Given records.
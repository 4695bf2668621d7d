use json::{array, object, JsonValue};
use nalgebra::Matrix3;
use std::fmt;
use std::fs::read_to_string;
use std::str::FromStr;
use thiserror::Error;

/// Index of the background medium in a [MediaSet]
pub const BACKGROUND: usize = 0;
/// Index of the rod medium in a [MediaSet]
pub const ROD: usize = 1;
/// Number of media in a [MediaSet]
pub const NUM_MEDIA: usize = 2;

/// Material parameters of one medium
///
/// * `p`: inverse-permeability-like tensor (enters the differential terms)
/// * `q`: permittivity-like tensor (enters the mass term)
#[derive(Debug, Clone, PartialEq)]
pub struct MediaInfo {
    pub p: Matrix3<f64>,
    pub q: Matrix3<f64>,
    /// Display color (RGB)
    pub color: [u8; 3],
}

impl MediaInfo {
    /// Free space: `P = Q = I`
    pub fn vacuum() -> Self {
        Self {
            p: Matrix3::identity(),
            q: Matrix3::identity(),
            color: [255, 255, 255],
        }
    }

    /// Non-magnetic isotropic dielectric with relative permittivity `eps_r`
    pub fn isotropic(eps_r: f64, color: [u8; 3]) -> Self {
        Self {
            p: Matrix3::identity(),
            q: Matrix3::identity() * eps_r,
            color,
        }
    }

    fn from_json(media_json: &JsonValue, index: usize) -> Result<Self, MediaError> {
        let color = if media_json["color"].is_null() {
            [0, 0, 0]
        } else {
            parse_color(&media_json["color"], index)?
        };

        Ok(Self {
            p: parse_tensor(&media_json["p"], index, "p")?,
            q: parse_tensor(&media_json["q"], index, "q")?,
            color,
        })
    }

    fn to_json(&self) -> JsonValue {
        object! {
            "p": tensor_to_json(&self.p),
            "q": tensor_to_json(&self.q),
            "color": array![self.color[0], self.color[1], self.color[2]],
        }
    }
}

/// The two media of a photonic-crystal drawing: background (index `0`) and rod (index `1`)
#[derive(Debug, Clone, PartialEq)]
pub struct MediaSet {
    media: [MediaInfo; NUM_MEDIA],
}

impl MediaSet {
    pub fn new(background: MediaInfo, rod: MediaInfo) -> Self {
        Self {
            media: [background, rod],
        }
    }

    /// Look up a medium by index; `None` for anything but `0` or `1`
    pub fn get(&self, index: usize) -> Option<&MediaInfo> {
        self.media.get(index)
    }

    pub fn background(&self) -> &MediaInfo {
        &self.media[BACKGROUND]
    }

    pub fn rod(&self) -> &MediaInfo {
        &self.media[ROD]
    }

    /// Replace one of the two media (configuration only; assembly never mutates media)
    pub fn set(&mut self, index: usize, info: MediaInfo) -> Result<(), MediaError> {
        match self.media.get_mut(index) {
            Some(slot) => {
                *slot = info;
                Ok(())
            }
            None => Err(MediaError::IndexOutOfRange(index)),
        }
    }

    /// Load a MediaSet from a JSON file with the following format:
    ///
    /// ```Text
    /// {
    ///     "Media": [
    ///         { "p": [[3x3]], "q": [[3x3]], "color": [r, g, b] },
    ///         { "p": [[3x3]], "q": [[3x3]], "color": [r, g, b] }
    ///     ]
    /// }
    /// ```
    ///
    /// The first entry is the background and the second the rod.
    pub fn from_file(path: impl AsRef<str>) -> Result<Self, MediaError> {
        let media_file_contents = read_to_string(path.as_ref())?;
        let media = Self::from_json(&json::parse(&media_file_contents)?)?;
        log::info!("Loaded media '{}'", path.as_ref());
        Ok(media)
    }

    pub fn from_json(media_json: &JsonValue) -> Result<Self, MediaError> {
        let entries = &media_json["Media"];
        if !entries.is_array() {
            return Err(MediaError::Format("Media must be an Array!".into()));
        }
        if entries.len() != NUM_MEDIA {
            return Err(MediaError::WrongCount(entries.len()));
        }

        let background = MediaInfo::from_json(&entries[BACKGROUND], BACKGROUND)?;
        let rod = MediaInfo::from_json(&entries[ROD], ROD)?;

        for (index, info) in [&background, &rod].iter().enumerate() {
            if info.q[(2, 2)] == 0.0 {
                log::warn!("Medium {} has Q_zz = 0; its mass term will vanish", index);
            }
        }

        Ok(Self::new(background, rod))
    }

    pub fn to_json(&self) -> JsonValue {
        object! {
            "Media": array![self.media[BACKGROUND].to_json(), self.media[ROD].to_json()],
        }
    }
}

impl Default for MediaSet {
    fn default() -> Self {
        Self::new(MediaInfo::vacuum(), MediaInfo::vacuum())
    }
}

/// Field polarization
#[derive(Debug, Clone, Copy, PartialEq, Eq)]
pub enum WaveMode {
    /// Transverse electric: solve for `Ez`
    TE,
    /// Transverse magnetic: solve for `Hz`
    TM,
}

impl fmt::Display for WaveMode {
    fn fmt(&self, f: &mut fmt::Formatter) -> fmt::Result {
        match self {
            Self::TE => write!(f, "TE"),
            Self::TM => write!(f, "TM"),
        }
    }
}

impl FromStr for WaveMode {
    type Err = MediaError;

    fn from_str(s: &str) -> Result<Self, Self::Err> {
        match s.to_ascii_uppercase().as_str() {
            "TE" => Ok(Self::TE),
            "TM" => Ok(Self::TM),
            _ => Err(MediaError::Format(format!("Unknown wave mode '{}'", s))),
        }
    }
}

/// Maps (wavenumber, medium, mode) to the `(P, Q)` tensors used by the Helmholtz element matrix
pub trait HelmholtzMedia {
    fn helmholtz_tensors(
        &self,
        k0: f64,
        media: &MediaInfo,
        mode: WaveMode,
    ) -> Result<(Matrix3<f64>, Matrix3<f64>), MediaError>;
}

/// Non-dispersive lookup
///
/// * TE: `(P, Q)` as stored
/// * TM: `(Q⁻¹, P⁻¹)` (the roles of the two tensors swap, and each is inverted)
#[derive(Debug, Clone, Copy, Default)]
pub struct StandardMedia;

impl HelmholtzMedia for StandardMedia {
    fn helmholtz_tensors(
        &self,
        _k0: f64,
        media: &MediaInfo,
        mode: WaveMode,
    ) -> Result<(Matrix3<f64>, Matrix3<f64>), MediaError> {
        match mode {
            WaveMode::TE => Ok((media.p, media.q)),
            WaveMode::TM => {
                let q_inv = media
                    .q
                    .try_inverse()
                    .ok_or(MediaError::Singular { tensor: "q" })?;
                let p_inv = media
                    .p
                    .try_inverse()
                    .ok_or(MediaError::Singular { tensor: "p" })?;
                Ok((q_inv, p_inv))
            }
        }
    }
}

fn parse_tensor(
    tensor_json: &JsonValue,
    index: usize,
    name: &str,
) -> Result<Matrix3<f64>, MediaError> {
    let malformed = || {
        MediaError::Format(format!(
            "Medium {}'s '{}' must be a 3x3 Array of numbers!",
            index, name
        ))
    };

    if !tensor_json.is_array() || tensor_json.len() != 3 {
        return Err(malformed());
    }

    let mut tensor = Matrix3::zeros();
    for (r, row_json) in tensor_json.members().enumerate() {
        if !row_json.is_array() || row_json.len() != 3 {
            return Err(malformed());
        }
        for (c, value_json) in row_json.members().enumerate() {
            tensor[(r, c)] = value_json.as_f64().ok_or_else(malformed)?;
        }
    }
    Ok(tensor)
}

fn parse_color(color_json: &JsonValue, index: usize) -> Result<[u8; 3], MediaError> {
    let malformed = || {
        MediaError::Format(format!(
            "Medium {}'s color must be an Array of three bytes!",
            index
        ))
    };

    if !color_json.is_array() || color_json.len() != 3 {
        return Err(malformed());
    }
    let mut color = [0; 3];
    for (channel, channel_json) in color.iter_mut().zip(color_json.members()) {
        *channel = channel_json.as_u8().ok_or_else(malformed)?;
    }
    Ok(color)
}

fn tensor_to_json(tensor: &Matrix3<f64>) -> JsonValue {
    JsonValue::from(
        (0..3)
            .map(|r| array![tensor[(r, 0)], tensor[(r, 1)], tensor[(r, 2)]])
            .collect::<Vec<_>>(),
    )
}

/// Errors produced by media configuration and lookup
#[derive(Error, Debug)]
pub enum MediaError {
    #[error("Unable to read media file: {0}")]
    Io(#[from] std::io::Error),
    #[error("Unable to parse media file as JSON: {0}")]
    Parse(#[from] json::Error),
    #[error("Invalid media description: {0}")]
    Format(String),
    #[error("Expected exactly 2 media (background, rod); found {0}")]
    WrongCount(usize),
    #[error("Media index {0} is out of range (expected 0 or 1)")]
    IndexOutOfRange(usize),
    #[error("Tensor '{tensor}' is singular; cannot invert for TM mode!")]
    Singular { tensor: &'static str },
}
//! The design parameter bundle and its validator.
//!
//! `RawConfig` is whatever arrived from outside (a file, a template, a test).
//! `ConfigBundle::validate` is the only way to turn it into a `ConfigBundle`:
//! every field is range-checked first, then the cross-field orderings are
//! checked against the fully populated set. All violations are reported
//! together.

use std::collections::BTreeMap;

use serde::{Deserialize, Serialize};

use crate::config::fields::{PRODUCT_SIZE_FLOOR, field_spec};
use crate::error::{ConfigError, FieldViolation};

/// Validated, read-only design parameters.
#[derive(Debug, Clone, Copy, PartialEq, Serialize)]
pub struct ConfigBundle {
    pub primer_opt_size: u32,
    pub primer_min_size: u32,
    pub primer_max_size: u32,

    pub primer_opt_tm: f64,
    pub primer_min_tm: f64,
    pub primer_max_tm: f64,

    pub primer_opt_gc_percent: Option<f64>,
    pub primer_min_gc: f64,
    pub primer_max_gc: f64,

    pub primer_max_poly_x: u32,
    pub primer_max_self_any: f64,
    pub primer_max_self_end: f64,

    pub primer_salt_monovalent: f64,
    pub primer_salt_divalent: f64,
    pub primer_dntp_conc: f64,
    pub primer_dna_conc: f64,

    pub product_size_range: ProductSizeRange,
}

/// `[min, max]` amplicon size in bp. Serialized as a two-element array.
#[derive(Debug, Clone, Copy, PartialEq, Eq, Serialize)]
#[serde(into = "[u32; 2]")]
pub struct ProductSizeRange {
    pub min: u32,
    pub max: u32,
}

impl From<ProductSizeRange> for [u32; 2] {
    fn from(r: ProductSizeRange) -> Self {
        [r.min, r.max]
    }
}

impl ProductSizeRange {
    pub fn contains(&self, size: u32) -> bool {
        size >= self.min && size <= self.max
    }
}

/// Unvalidated input. Every field falls back to the general-purpose default.
///
/// Integer-valued fields are kept wide so out-of-range values (negative sizes,
/// for instance) produce a field violation instead of a parse error.
#[derive(Debug, Clone, PartialEq, Serialize, Deserialize)]
#[serde(default)]
pub struct RawConfig {
    pub primer_opt_size: i64,
    pub primer_min_size: i64,
    pub primer_max_size: i64,

    pub primer_opt_tm: f64,
    pub primer_min_tm: f64,
    pub primer_max_tm: f64,

    pub primer_opt_gc_percent: Option<f64>,
    pub primer_min_gc: f64,
    pub primer_max_gc: f64,

    pub primer_max_poly_x: i64,
    pub primer_max_self_any: f64,
    pub primer_max_self_end: f64,

    pub primer_salt_monovalent: f64,
    pub primer_salt_divalent: f64,
    pub primer_dntp_conc: f64,
    pub primer_dna_conc: f64,

    pub product_size_range: Vec<i64>,
}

Task requirements. Where does the word "WrongCount" occur in the records? Return every line that holds it.

Output below.
            return Err(MediaError::WrongCount(entries.len()));
    WrongCount(usize),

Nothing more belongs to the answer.